(EXERCISE DETAILS) Reproduce, exactly, the lines of the material below from the line containing "by a session." through the line containing "without a refresh token.", with both end lines included and nothing else.

:::

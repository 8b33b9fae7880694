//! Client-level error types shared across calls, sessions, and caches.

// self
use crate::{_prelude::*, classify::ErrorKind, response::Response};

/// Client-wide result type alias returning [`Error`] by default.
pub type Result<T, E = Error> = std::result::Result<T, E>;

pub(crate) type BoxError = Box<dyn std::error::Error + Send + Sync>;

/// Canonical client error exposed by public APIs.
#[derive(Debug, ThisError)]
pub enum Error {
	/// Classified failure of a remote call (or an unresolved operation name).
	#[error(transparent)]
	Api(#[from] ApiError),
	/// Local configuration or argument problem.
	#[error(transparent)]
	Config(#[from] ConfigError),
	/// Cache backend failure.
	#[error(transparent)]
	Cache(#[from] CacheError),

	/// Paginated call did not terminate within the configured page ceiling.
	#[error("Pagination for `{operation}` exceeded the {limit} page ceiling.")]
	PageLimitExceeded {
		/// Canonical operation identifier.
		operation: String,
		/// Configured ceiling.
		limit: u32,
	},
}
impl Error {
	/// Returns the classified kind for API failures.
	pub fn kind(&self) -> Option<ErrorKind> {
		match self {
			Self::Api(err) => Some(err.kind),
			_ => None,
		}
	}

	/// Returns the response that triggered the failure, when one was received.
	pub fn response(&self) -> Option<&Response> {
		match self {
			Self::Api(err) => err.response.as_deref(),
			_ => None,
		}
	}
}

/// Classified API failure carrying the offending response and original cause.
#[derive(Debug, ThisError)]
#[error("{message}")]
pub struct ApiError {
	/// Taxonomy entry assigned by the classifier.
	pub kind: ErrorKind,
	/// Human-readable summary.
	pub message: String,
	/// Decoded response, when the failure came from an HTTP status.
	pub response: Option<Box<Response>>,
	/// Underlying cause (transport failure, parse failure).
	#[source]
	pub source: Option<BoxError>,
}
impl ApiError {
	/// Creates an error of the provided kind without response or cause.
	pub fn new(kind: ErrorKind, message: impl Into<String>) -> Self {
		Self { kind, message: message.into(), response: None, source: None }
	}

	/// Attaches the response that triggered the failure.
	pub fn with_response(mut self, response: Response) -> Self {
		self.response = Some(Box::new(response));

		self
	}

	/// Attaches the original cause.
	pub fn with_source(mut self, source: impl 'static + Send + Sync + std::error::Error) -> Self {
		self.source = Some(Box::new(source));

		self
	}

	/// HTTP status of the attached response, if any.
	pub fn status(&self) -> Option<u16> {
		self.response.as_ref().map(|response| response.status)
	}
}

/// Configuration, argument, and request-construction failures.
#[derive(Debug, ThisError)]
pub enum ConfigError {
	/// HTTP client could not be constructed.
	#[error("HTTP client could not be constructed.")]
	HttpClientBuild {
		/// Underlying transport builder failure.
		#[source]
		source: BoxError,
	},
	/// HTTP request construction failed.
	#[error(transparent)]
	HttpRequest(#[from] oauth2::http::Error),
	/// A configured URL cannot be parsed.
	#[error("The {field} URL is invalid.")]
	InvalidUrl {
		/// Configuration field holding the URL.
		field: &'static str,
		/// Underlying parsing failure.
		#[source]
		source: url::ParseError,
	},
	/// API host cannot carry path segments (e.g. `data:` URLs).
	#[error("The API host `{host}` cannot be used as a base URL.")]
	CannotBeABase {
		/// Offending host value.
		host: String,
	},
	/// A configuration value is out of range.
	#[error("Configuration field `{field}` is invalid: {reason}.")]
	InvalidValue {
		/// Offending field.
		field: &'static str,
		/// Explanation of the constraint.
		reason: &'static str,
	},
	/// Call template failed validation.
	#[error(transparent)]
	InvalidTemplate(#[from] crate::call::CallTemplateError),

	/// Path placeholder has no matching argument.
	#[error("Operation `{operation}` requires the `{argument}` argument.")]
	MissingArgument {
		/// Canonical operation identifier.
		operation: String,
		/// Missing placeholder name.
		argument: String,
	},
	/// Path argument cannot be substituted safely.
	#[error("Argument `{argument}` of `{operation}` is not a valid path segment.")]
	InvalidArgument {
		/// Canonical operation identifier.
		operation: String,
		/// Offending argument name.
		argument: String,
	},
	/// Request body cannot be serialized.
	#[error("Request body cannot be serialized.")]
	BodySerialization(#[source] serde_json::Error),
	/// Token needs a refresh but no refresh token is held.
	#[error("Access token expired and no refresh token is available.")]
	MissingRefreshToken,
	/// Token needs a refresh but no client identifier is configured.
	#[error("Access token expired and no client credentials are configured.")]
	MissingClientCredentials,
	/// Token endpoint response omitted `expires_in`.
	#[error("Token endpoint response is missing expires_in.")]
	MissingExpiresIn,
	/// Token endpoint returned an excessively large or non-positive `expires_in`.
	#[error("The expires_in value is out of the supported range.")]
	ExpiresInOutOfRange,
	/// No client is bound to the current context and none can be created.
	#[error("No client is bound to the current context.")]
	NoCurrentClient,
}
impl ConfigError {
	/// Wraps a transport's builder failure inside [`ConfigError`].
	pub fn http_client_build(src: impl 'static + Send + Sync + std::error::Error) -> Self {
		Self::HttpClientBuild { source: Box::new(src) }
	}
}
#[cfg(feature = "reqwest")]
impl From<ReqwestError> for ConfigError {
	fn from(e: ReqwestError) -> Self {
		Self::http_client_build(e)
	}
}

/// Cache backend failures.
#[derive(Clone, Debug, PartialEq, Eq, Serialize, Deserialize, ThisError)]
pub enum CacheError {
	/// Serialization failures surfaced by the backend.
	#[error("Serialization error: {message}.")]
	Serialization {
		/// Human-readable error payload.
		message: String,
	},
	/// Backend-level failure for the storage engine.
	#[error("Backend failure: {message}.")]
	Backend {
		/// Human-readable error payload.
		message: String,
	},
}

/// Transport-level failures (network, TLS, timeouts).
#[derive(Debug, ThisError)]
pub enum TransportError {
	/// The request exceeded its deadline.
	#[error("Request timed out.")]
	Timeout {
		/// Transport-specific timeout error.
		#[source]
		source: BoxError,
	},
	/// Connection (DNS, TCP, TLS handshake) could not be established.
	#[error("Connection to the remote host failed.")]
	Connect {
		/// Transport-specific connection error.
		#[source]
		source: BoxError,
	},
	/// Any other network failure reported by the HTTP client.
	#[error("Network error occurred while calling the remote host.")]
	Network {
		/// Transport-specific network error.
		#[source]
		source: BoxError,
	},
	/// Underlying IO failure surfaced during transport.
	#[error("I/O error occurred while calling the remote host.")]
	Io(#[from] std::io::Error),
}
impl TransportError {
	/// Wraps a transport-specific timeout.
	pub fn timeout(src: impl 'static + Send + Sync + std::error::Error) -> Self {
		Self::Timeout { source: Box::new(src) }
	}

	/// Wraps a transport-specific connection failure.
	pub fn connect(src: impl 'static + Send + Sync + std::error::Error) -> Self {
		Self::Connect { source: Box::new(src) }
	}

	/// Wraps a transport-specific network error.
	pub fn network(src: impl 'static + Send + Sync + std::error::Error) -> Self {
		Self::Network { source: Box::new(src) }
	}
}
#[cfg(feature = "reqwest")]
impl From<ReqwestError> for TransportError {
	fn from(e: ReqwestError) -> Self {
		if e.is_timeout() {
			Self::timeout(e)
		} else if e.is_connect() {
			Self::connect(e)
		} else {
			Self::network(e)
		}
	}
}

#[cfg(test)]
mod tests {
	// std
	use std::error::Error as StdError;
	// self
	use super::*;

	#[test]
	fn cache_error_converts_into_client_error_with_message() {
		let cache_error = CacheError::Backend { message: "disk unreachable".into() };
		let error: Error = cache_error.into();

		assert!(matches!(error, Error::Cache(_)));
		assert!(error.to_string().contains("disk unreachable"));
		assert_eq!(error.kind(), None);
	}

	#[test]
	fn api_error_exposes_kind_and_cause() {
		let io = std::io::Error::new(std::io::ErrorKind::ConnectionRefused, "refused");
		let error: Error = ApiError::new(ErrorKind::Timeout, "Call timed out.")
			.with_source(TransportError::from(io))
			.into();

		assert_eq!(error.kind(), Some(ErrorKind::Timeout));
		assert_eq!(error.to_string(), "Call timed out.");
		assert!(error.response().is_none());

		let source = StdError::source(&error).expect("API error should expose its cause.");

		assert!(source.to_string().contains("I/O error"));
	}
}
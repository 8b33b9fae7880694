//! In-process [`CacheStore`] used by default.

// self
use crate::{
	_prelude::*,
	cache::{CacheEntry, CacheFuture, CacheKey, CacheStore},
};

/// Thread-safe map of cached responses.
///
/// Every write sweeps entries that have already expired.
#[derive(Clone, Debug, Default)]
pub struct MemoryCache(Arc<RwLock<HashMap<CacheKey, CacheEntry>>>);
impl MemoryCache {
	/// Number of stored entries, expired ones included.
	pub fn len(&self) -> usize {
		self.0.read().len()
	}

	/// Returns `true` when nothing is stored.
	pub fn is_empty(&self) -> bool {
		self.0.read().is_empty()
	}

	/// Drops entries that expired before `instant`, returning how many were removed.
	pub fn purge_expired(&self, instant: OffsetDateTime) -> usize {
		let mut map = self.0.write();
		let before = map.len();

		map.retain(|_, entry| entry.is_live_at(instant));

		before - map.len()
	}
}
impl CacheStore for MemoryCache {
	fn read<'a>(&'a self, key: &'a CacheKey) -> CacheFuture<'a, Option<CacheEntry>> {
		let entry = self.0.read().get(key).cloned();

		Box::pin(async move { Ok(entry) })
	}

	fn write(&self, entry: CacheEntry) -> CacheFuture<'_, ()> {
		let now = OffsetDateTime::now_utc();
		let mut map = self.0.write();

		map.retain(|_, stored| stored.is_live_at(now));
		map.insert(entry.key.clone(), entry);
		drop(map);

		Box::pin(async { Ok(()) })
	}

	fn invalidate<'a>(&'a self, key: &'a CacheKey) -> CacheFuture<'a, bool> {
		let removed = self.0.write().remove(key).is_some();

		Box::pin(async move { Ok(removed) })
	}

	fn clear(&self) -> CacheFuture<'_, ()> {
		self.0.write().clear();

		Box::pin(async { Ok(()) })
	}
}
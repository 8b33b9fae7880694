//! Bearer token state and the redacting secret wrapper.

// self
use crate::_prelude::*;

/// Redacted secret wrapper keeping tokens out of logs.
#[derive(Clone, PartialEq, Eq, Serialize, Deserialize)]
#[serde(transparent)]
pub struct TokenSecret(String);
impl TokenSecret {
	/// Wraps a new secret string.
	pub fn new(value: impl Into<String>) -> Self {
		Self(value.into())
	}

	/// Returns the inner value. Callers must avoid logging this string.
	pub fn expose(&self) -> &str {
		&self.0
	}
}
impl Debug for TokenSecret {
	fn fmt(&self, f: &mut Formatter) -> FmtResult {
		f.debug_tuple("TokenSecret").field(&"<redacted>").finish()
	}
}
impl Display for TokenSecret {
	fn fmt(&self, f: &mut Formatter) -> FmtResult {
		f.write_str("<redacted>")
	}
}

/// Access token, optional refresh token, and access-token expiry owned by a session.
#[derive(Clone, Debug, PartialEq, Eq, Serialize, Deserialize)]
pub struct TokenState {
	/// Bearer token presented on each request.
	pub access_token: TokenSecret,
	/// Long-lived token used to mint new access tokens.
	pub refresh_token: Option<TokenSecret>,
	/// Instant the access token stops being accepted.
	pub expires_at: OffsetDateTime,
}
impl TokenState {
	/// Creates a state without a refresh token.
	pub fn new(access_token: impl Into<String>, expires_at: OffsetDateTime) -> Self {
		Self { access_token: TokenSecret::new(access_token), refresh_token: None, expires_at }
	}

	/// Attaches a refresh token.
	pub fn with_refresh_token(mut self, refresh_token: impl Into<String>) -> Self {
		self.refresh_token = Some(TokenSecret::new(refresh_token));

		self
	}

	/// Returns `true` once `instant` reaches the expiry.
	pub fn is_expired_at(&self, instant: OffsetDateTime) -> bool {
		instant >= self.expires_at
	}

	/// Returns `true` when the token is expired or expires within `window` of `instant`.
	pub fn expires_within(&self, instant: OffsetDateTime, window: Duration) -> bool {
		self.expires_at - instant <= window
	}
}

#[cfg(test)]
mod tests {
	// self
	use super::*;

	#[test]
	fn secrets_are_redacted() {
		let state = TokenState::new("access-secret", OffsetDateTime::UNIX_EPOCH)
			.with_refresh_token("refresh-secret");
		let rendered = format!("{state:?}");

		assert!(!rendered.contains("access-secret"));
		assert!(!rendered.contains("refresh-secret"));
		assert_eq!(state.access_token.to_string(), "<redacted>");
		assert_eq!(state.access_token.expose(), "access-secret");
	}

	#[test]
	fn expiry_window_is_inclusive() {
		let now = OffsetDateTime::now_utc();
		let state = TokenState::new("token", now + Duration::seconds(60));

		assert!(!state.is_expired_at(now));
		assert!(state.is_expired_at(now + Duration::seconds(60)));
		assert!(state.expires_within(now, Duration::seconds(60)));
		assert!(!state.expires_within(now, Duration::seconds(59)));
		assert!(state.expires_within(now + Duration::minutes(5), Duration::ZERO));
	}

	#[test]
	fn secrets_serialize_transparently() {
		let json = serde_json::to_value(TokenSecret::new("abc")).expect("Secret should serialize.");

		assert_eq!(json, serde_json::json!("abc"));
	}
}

:::

(RESPONSE AREA)
/// Access token, optional refresh token, and access-token expiry owned by a session.
#[derive(Clone, Debug, PartialEq, Eq, Serialize, Deserialize)]
pub struct TokenState {
	/// Bearer token presented on each request.
	pub access_token: TokenSecret,
	/// Long-lived token used to mint new access tokens.
	pub refresh_token: Option<TokenSecret>,
	/// Instant the access token stops being accepted.
	pub expires_at: OffsetDateTime,
}
impl TokenState {
	/// Creates a state without a refresh token.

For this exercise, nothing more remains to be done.